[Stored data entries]
-- Opening Marker --

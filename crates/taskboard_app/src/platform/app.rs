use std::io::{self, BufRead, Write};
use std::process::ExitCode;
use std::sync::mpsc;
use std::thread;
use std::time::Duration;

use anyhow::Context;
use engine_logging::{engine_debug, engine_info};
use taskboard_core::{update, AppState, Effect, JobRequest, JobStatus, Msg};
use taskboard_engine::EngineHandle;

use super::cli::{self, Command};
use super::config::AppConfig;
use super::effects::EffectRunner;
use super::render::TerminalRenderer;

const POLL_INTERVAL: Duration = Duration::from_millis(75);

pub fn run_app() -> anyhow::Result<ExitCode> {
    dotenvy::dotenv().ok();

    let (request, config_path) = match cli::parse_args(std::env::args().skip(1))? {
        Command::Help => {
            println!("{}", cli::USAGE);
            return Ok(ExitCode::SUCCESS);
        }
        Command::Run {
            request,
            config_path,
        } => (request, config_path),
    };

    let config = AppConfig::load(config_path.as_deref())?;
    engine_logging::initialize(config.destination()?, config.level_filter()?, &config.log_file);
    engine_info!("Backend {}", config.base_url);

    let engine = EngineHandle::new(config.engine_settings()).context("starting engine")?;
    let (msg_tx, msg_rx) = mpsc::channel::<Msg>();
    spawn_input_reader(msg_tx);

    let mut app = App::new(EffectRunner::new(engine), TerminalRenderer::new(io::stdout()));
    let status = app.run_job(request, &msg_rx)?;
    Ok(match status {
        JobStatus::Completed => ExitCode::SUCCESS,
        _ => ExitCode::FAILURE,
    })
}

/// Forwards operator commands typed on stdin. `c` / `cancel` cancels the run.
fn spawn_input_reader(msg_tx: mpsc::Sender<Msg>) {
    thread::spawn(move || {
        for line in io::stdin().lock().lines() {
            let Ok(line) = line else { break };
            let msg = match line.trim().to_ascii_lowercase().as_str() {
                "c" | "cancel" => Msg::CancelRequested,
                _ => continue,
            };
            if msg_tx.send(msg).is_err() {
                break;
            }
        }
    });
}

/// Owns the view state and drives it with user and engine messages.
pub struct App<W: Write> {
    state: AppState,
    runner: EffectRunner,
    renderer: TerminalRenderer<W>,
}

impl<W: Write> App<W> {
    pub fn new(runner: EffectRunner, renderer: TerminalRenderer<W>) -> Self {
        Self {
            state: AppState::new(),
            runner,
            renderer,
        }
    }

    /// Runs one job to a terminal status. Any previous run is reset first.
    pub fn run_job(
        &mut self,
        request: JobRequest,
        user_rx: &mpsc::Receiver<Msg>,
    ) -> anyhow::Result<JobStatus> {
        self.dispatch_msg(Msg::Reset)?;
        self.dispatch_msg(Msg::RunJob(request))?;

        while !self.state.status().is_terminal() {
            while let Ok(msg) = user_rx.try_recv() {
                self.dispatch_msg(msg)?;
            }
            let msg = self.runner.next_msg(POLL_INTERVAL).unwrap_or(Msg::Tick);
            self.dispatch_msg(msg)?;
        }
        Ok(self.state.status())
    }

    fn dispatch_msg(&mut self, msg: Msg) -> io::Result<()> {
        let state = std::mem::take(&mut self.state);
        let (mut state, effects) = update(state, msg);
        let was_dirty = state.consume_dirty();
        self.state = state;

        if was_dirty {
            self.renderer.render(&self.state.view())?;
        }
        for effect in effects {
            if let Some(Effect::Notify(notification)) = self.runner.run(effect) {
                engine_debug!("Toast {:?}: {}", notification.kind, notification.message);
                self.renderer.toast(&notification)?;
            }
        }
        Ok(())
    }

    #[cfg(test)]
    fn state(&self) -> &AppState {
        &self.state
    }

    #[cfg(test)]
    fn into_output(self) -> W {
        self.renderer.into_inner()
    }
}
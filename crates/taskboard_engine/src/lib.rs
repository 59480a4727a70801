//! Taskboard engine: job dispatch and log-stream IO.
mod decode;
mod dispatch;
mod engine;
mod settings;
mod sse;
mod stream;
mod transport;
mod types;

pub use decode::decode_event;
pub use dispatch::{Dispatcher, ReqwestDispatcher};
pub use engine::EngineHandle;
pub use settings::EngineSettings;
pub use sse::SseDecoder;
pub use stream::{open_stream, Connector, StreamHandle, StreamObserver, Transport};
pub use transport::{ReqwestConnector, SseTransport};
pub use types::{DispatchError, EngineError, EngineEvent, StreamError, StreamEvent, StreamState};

-- Closing Marker --

**TASK**
All of the data above should be reproduced exactly.

**RESULT OF THE EXERCISE**
filename crates/taskboard_app/src/platform/app.rs
use std::io::{self, BufRead, Write};
use std::process::ExitCode;
use std::sync::mpsc;
use std::thread;
use std::time::Duration;

use anyhow::Context;
use engine_logging::{engine_debug, engine_info};
use taskboard_core::{update, AppState, Effect, JobRequest, JobStatus, Msg};
use taskboard_engine::EngineHandle;

use super::cli::{self, Command};
use super::config::AppConfig;
use super::effects::EffectRunner;
use super::render::TerminalRenderer;

const POLL_INTERVAL: Duration = Duration::from_millis(75);

pub fn run_app() -> anyhow::Result<ExitCode> {
    dotenvy::dotenv().ok();

    let (request, config_path) = match cli::parse_args(std::env::args().skip(1))? {
        Command::Help => {
            println!("{}", cli::USAGE);
            return Ok(ExitCode::SUCCESS);
        }
        Command::Run {
            request,
            config_path,
        } => (request, config_path),
    };

    let config = AppConfig::load(config_path.as_deref())?;
    engine_logging::initialize(config.destination()?, config.level_filter()?, &config.log_file);
    engine_info!("Backend {}", config.base_url);

    let engine = EngineHandle::new(config.engine_settings()).context("starting engine")?;
    let (msg_tx, msg_rx) = mpsc::channel::<Msg>();
    spawn_input_reader(msg_tx);

    let mut app = App::new(EffectRunner::new(engine), TerminalRenderer::new(io::stdout()));
    let status = app.run_job(request, &msg_rx)?;
    Ok(match status {
        JobStatus::Completed => ExitCode::SUCCESS,
        _ => ExitCode::FAILURE,
    })
}

/// Forwards operator commands typed on stdin. `c` / `cancel` cancels the run.
fn spawn_input_reader(msg_tx: mpsc::Sender<Msg>) {
    thread::spawn(move || {
        for line in io::stdin().lock().lines() {
            let Ok(line) = line else { break };
            let msg = match line.trim().to_ascii_lowercase().as_str() {
                "c" | "cancel" => Msg::CancelRequested,
                _ => continue,
            };
            if msg_tx.send(msg).is_err() {
                break;
            }
        }
    });
}

/// Owns the view state and drives it with user and engine messages.
pub struct App<W: Write> {
    state: AppState,
    runner: EffectRunner,
    renderer: TerminalRenderer<W>,
}

impl<W: Write> App<W> {
    pub fn new(runner: EffectRunner, renderer: TerminalRenderer<W>) -> Self {
        Self {
            state: AppState::new(),
            runner,
            renderer,
        }
    }

    /// Runs one job to a terminal status. Any previous run is reset first.
    pub fn run_job(
        &mut self,
        request: JobRequest,
        user_rx: &mpsc::Receiver<Msg>,
    ) -> anyhow::Result<JobStatus> {
        self.dispatch_msg(Msg::Reset)?;
        self.dispatch_msg(Msg::RunJob(request))?;

        while !self.state.status().is_terminal() {
            while let Ok(msg) = user_rx.try_recv() {
                self.dispatch_msg(msg)?;
            }
            let msg = self.runner.next_msg(POLL_INTERVAL).unwrap_or(Msg::Tick);
            self.dispatch_msg(msg)?;
        }
        Ok(self.state.status())
    }

    fn dispatch_msg(&mut self, msg: Msg) -> io::Result<()> {
        let state = std::mem::take(&mut self.state);
        let (mut state, effects) = update(state, msg);
        let was_dirty = state.consume_dirty();
        self.state = state;

        if was_dirty {
            self.renderer.render(&self.state.view())?;
        }
        for effect in effects {
            if let Some(Effect::Notify(notification)) = self.runner.run(effect) {
                engine_debug!("Toast {:?}: {}", notification.kind, notification.message);
                self.renderer.toast(&notification)?;
            }
        }
        Ok(())
    }

    #[cfg(test)]
    fn state(&self) -> &AppState {
        &self.state
    }

    #[cfg(test)]
    fn into_output(self) -> W {
        self.renderer.into_inner()
    }
}
filename crates/taskboard_engine/src/lib.rs
repository 59480a4727a70801
//! Taskboard engine: job dispatch and log-stream IO.
mod decode;
mod dispatch;
mod engine;
mod settings;
mod sse;
mod stream;
mod transport;
mod types;

pub use decode::decode_event;
pub use dispatch::{Dispatcher, ReqwestDispatcher};
pub use engine::EngineHandle;
pub use settings::EngineSettings;
pub use sse::SseDecoder;
pub use stream::{open_stream, Connector, StreamHandle, StreamObserver, Transport};
pub use transport::{ReqwestConnector, SseTransport};
pub use types::{DispatchError, EngineError, EngineEvent, StreamError, StreamEvent, StreamState};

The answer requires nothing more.